Le génome de la souche NCTC11168 affiche un total de 1 641 481 paires de bases (pb) et est constitué d’une unique molécule d’ADN circulaire au pourcentage en G+C de l’ordre de 30,6 %. 1654 séquences codantes ont été prédites, parmi lesquelles 20 représentent probablement des pseudogènes et 54 des ARN stables. La taille du génome est très en deçà de celle d’E. coli (4, 4-5 Mb) et de L. monocytogenes (2,9Mb) ce qui expliquerait l’exigence nutritive de C. jejuni.
La longueur moyenne d’un gène est estimée à 948 pb et 94,3 % du génome code des protéines, contre 87 % à 87,9 % pour les différentes souches de l’espèce E. coli, faisant de lui l'un des génomes bactériens les plus denses. Une étude des régions inter-géniques a permis d’établir que celles-ci représentent 4,3 % du génome et n'était pas distribuée de manière homogène (36).
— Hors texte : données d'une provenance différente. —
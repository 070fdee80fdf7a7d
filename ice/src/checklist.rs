#[cfg(test)]
mod checklist_test;

use std::collections::{HashMap, HashSet, VecDeque};
use std::sync::atomic::{AtomicU8, Ordering};
use std::sync::Arc;

use tokio::sync::Mutex as AsyncMutex;

use crate::candidate::{Candidate, CandidatePair, CandidatePairState};

/// Lifecycle of a single media stream's check list, per §4.5's state machine.
#[derive(Debug, Clone, Copy, PartialEq, Eq)]
pub enum CheckListState {
    Running,
    Completed,
    Failed,
}

impl From<u8> for CheckListState {
    fn from(v: u8) -> Self {
        match v {
            1 => CheckListState::Completed,
            2 => CheckListState::Failed,
            _ => CheckListState::Running,
        }
    }
}

/// Owns the pair sequence and triggered-check FIFO for one media stream. All pairs in a single
/// `CheckList` belong to that stream; a multi-stream agent owns one `CheckList` per stream.
///
/// The pair sequence and FIFO share one lock (§5's "each `CheckList` guards its pair sequence and
/// triggered FIFO with an internal lock"); individual `CandidatePair` state is carried in atomics
/// so read-mostly scheduling decisions (priority ordering, picking the next check) don't need to
/// hold it.
pub struct CheckList {
    pub stream: String,
    pairs: AsyncMutex<Vec<Arc<CandidatePair>>>,
    triggered: AsyncMutex<VecDeque<Arc<CandidatePair>>>,
    selected: AsyncMutex<HashMap<u16, Arc<CandidatePair>>>,
    state: AtomicU8,
}

impl CheckList {
    #[must_use]
    pub fn new(stream: impl Into<String>) -> Self {
        CheckList {
            stream: stream.into(),
            pairs: AsyncMutex::new(Vec::new()),
            triggered: AsyncMutex::new(VecDeque::new()),
            selected: AsyncMutex::new(HashMap::new()),
            state: AtomicU8::new(CheckListState::Running as u8),
        }
    }

    #[must_use]
    pub fn state(&self) -> CheckListState {
        self.state.load(Ordering::SeqCst).into()
    }

    pub fn set_state(&self, s: CheckListState) {
        self.state.store(s as u8, Ordering::SeqCst);
    }

    /// Forms the Cartesian product of `locals` × `remotes`, keeping only pairs whose transports
    /// match and whose address families match, and appends them to the check list. Candidates
    /// that already have an equal pair present are skipped, which is how duplicate bases --
    /// multiple local candidates whose host base would otherwise be paired twice against the same
    /// remote -- are pruned.
    pub async fn form_pairs(
        &self,
        locals: &[Arc<dyn Candidate + Send + Sync>],
        remotes: &[Arc<dyn Candidate + Send + Sync>],
        controlling: bool,
    ) {
        let mut pairs = self.pairs.lock().await;
        for local in locals {
            for remote in remotes {
                let lnt = local.network_type();
                let rnt = remote.network_type();
                if lnt.is_tcp() != rnt.is_tcp() || lnt.is_ipv4() != rnt.is_ipv4() {
                    continue;
                }
                if pairs
                    .iter()
                    .any(|p| p.local.equal(&**local) && p.remote.equal(&**remote))
                {
                    continue;
                }
                pairs.push(Arc::new(CandidatePair::new(local.clone(), remote.clone(), controlling)));
            }
        }
    }

    /// Assigns initial states per §4.5: within each foundation group (local foundation + remote
    /// foundation), the pair with the lowest component id -- ties broken by highest priority --
    /// becomes `Waiting`; every other pair in the check list starts `Frozen`.
    pub async fn freeze_by_foundation(&self) {
        let pairs = self.pairs.lock().await;
        let mut groups: HashMap<String, Vec<&Arc<CandidatePair>>> = HashMap::new();
        for p in pairs.iter() {
            let foundation = format!("{}{}", p.local.foundation(), p.remote.foundation());
            groups.entry(foundation).or_default().push(p);
        }

        for group in groups.values() {
            if let Some(winner) = group.iter().min_by(|a, b| {
                a.local
                    .component()
                    .cmp(&b.local.component())
                    .then(b.priority().cmp(&a.priority()))
            }) {
                winner.state.store(CandidatePairState::Waiting as u8, Ordering::SeqCst);
                for p in group {
                    if !Arc::ptr_eq(p, winner) {
                        p.state.store(CandidatePairState::Frozen as u8, Ordering::SeqCst);
                    }
                }
            }
        }
    }

    /// Enqueues `pair` as a triggered check, adding it to the list first if absent. Used both for
    /// pairs implied by an inbound Binding Request (§4.5 "Triggered checks") and for peer-reflexive
    /// pairs learned from a success response.
    pub async fn schedule_triggered(&self, pair: Arc<CandidatePair>) {
        {
            let mut pairs = self.pairs.lock().await;
            if !pairs
                .iter()
                .any(|p| p.local.equal(&*pair.local) && p.remote.equal(&*pair.remote))
            {
                pairs.push(pair.clone());
            }
        }
        pair.state.store(CandidatePairState::Waiting as u8, Ordering::SeqCst);
        self.triggered.lock().await.push_back(pair);
    }

    /// Drains the next pair to check per the scheduling algorithm in §4.5: a triggered pair if the
    /// FIFO is non-empty, else the highest-priority `Waiting` pair, else the highest-priority
    /// `Frozen` pair (promoted to `Waiting`). Marks the returned pair `In-Progress`.
    pub async fn next_check(&self) -> Option<Arc<CandidatePair>> {
        {
            let mut triggered = self.triggered.lock().await;
            while let Some(pair) = triggered.pop_front() {
                if pair.state.load(Ordering::SeqCst) != CandidatePairState::Failed as u8 {
                    pair.state.store(CandidatePairState::InProgress as u8, Ordering::SeqCst);
                    return Some(pair);
                }
            }
        }

        let pairs = self.pairs.lock().await;
        let waiting = pairs
            .iter()
            .filter(|p| p.state.load(Ordering::SeqCst) == CandidatePairState::Waiting as u8)
            .max_by_key(|p| p.priority());

        if let Some(pair) = waiting {
            pair.state.store(CandidatePairState::InProgress as u8, Ordering::SeqCst);
            return Some(pair.clone());
        }

        let frozen = pairs
            .iter()
            .filter(|p| p.state.load(Ordering::SeqCst) == CandidatePairState::Frozen as u8)
            .max_by_key(|p| p.priority());

        if let Some(pair) = frozen {
            pair.state.store(CandidatePairState::InProgress as u8, Ordering::SeqCst);
            return Some(pair.clone());
        }

        None
    }

    /// Unfreezes every `Frozen` pair sharing `foundation` with a pair that just succeeded, per the
    /// foundation-grouped freezing algorithm: success on one member of a foundation group clears
    /// the others to retry opportunistically rather than waiting their turn.
    pub async fn unfreeze_foundation(&self, foundation: &str) {
        let pairs = self.pairs.lock().await;
        for p in pairs.iter() {
            let pf = format!("{}{}", p.local.foundation(), p.remote.foundation());
            if pf == foundation && p.state.load(Ordering::SeqCst) == CandidatePairState::Frozen as u8 {
                p.state.store(CandidatePairState::Waiting as u8, Ordering::SeqCst);
            }
        }
    }

    /// Re-stamps every pair currently in the list (and any still sitting in the triggered FIFO)
    /// with the agent's new role, per §4.5's "recompute pair priorities" step of role-conflict
    /// resolution. Must be called on every registered check list whenever [`Stack::set_role`]
    /// flips the agent's role, or stale pairs keep ordering themselves under the old G/D
    /// assignment.
    pub async fn set_role(&self, controlling: bool) {
        for p in self.pairs.lock().await.iter() {
            p.set_controlling(controlling);
        }
        for p in self.triggered.lock().await.iter() {
            p.set_controlling(controlling);
        }
    }

    /// Finds an existing pair with the given local/remote candidates, by value equality.
    pub async fn find_pair(
        &self,
        local: &Arc<dyn Candidate + Send + Sync>,
        remote: &Arc<dyn Candidate + Send + Sync>,
    ) -> Option<Arc<CandidatePair>> {
        let pairs = self.pairs.lock().await;
        pairs
            .iter()
            .find(|p| p.local.equal(&**local) && p.remote.equal(&**remote))
            .cloned()
    }

    /// Inserts a freshly synthesized pair (e.g. around a newly learned peer-reflexive candidate)
    /// directly, bypassing pair formation -- used when a success response's mapped address didn't
    /// match any known local candidate.
    pub async fn insert_pair(&self, pair: Arc<CandidatePair>) {
        self.pairs.lock().await.push(pair);
    }

    /// Marks `pair`'s component as having a nominated, selected pair. Per §4.5's nomination
    /// confirmation: removes every `Waiting`/`Frozen` pair in the same component from both the
    /// pair sequence and the triggered FIFO, and cancels (by marking `Failed`, so in-flight
    /// retransmit loops observe cancellation on their next check) every `In-Progress` pair in that
    /// component whose priority is lower than `pair`'s. The component's selected pair becomes
    /// `pair`.
    pub async fn handle_nomination(&self, pair: Arc<CandidatePair>) {
        let component = pair.local.component();

        {
            let mut pairs = self.pairs.lock().await;
            for p in pairs.iter() {
                if p.local.component() != component || Arc::ptr_eq(p, &pair) {
                    continue;
                }
                let state = p.state.load(Ordering::SeqCst);
                if state == CandidatePairState::InProgress as u8 && p.priority() < pair.priority() {
                    p.state.store(CandidatePairState::Failed as u8, Ordering::SeqCst);
                }
            }
            pairs.retain(|p| {
                Arc::ptr_eq(p, &pair) || p.local.component() != component || {
                    let state = p.state.load(Ordering::SeqCst);
                    state != CandidatePairState::Waiting as u8 && state != CandidatePairState::Frozen as u8
                }
            });
        }

        {
            let mut triggered = self.triggered.lock().await;
            triggered.retain(|p| p.local.component() != component || Arc::ptr_eq(p, &pair));
        }

        pair.nominated.store(true, Ordering::SeqCst);
        self.selected.lock().await.insert(component, pair);
    }

    #[must_use]
    pub async fn selected_pair(&self, component: u16) -> Option<Arc<CandidatePair>> {
        self.selected.lock().await.get(&component).cloned()
    }

    /// Recomputes `Running -> Completed`/`Running -> Failed` per §4.5: completed once every
    /// component named by `components` has a selected pair; failed once no pair is `Waiting` or
    /// `In-Progress` and no component has a selected pair. Leaves `Completed`/`Failed` check lists
    /// untouched -- terminal states don't revert.
    pub async fn update_state(&self, components: &HashSet<u16>) {
        if self.state() != CheckListState::Running {
            return;
        }

        let selected = self.selected.lock().await;
        if !components.is_empty() && components.iter().all(|c| selected.contains_key(c)) {
            self.set_state(CheckListState::Completed);
            return;
        }
        drop(selected);

        let pairs = self.pairs.lock().await;
        let has_active = pairs.iter().any(|p| {
            let s = p.state.load(Ordering::SeqCst);
            s == CandidatePairState::Waiting as u8 || s == CandidatePairState::InProgress as u8
        });
        let selected = self.selected.lock().await;
        if !has_active && selected.is_empty() {
            self.set_state(CheckListState::Failed);
        }
    }

    #[must_use]
    pub async fn len(&self) -> usize {
        self.pairs.lock().await.len()
    }

    #[must_use]
    pub async fn is_empty(&self) -> bool {
        self.pairs.lock().await.is_empty()
    }

    /// Returns pairs in non-increasing priority order, per the codec-adjacent "check list priority"
    /// testable property.
    pub async fn ordered_pairs(&self) -> Vec<Arc<CandidatePair>> {
        let mut pairs = self.pairs.lock().await.clone();
        pairs.sort_by_key(|p| std::cmp::Reverse(p.priority()));
        pairs
    }
}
L’organisation des gènes est atypique. Effectivement, mis à part les deux opérons codant les protéines ribosomiques et les groupes de gènes impliqués dans la biosynthèse des lipooligosaccharides, des polysaccharides extracellulaires et dans la modification du flagelle, peu de gènes paraissent agencés en opérons ou clusters, y compris les gènes de biosynthèse des acides aminés. On dénombre qu’une seule séquence d’insertion similaire en partie à l’IS605 tnpB d’H. pylori mais aucune autre séquence d’insertion, transposon, rétron ou prophage.
Le séquençage a mis en exergue la présence de 25 régions polymorphiques hypervariables riches en G. Ces régions se situent préférentiellement parmi les gènes intercédant dans la biosynthèse ou le changement de structures de surfaces telles que le flagelle, la capsule et les lipooligosaccharides. L’existence de ces séquences singulières provoquerait un taux de mutation plus important dans ces secteurs du génome (36). Ces possibles mutations et réarrangements par glissement permettraient à la bactérie d’éviter une réponse du système immunitaire de l’hôte par la modification des structures de surfaces immunogènes.
L’expression des gènes chez C. jejuni n’obéit pas aux mêmes promoteurs que chez E. coli (49). L’étude du génome de la souche NCTC11168 a permis de mettre en évidence l’existence de trois facteurs sigma permettant une expression spécifique de certains gènes. Il s’agit de RpoD ou σ70 (facteur σ qui garantit la transcription des gènes assurant les fonctions indispensables à la vie de la bactérie) et des facteurs FliA ou σ28 et RpoN ou σ54 impliqués dans le contrôle des gènes de l’appareil flagellaire.
À l’instar d’H. pylori, le génome de C. jejuni possède peu de facteurs sigma, soulevant ainsi l’hypothèse de l’existence d’une mise en œuvre de l’expression des gènes dissemblable de celle d’E. coli et de B. subtilis.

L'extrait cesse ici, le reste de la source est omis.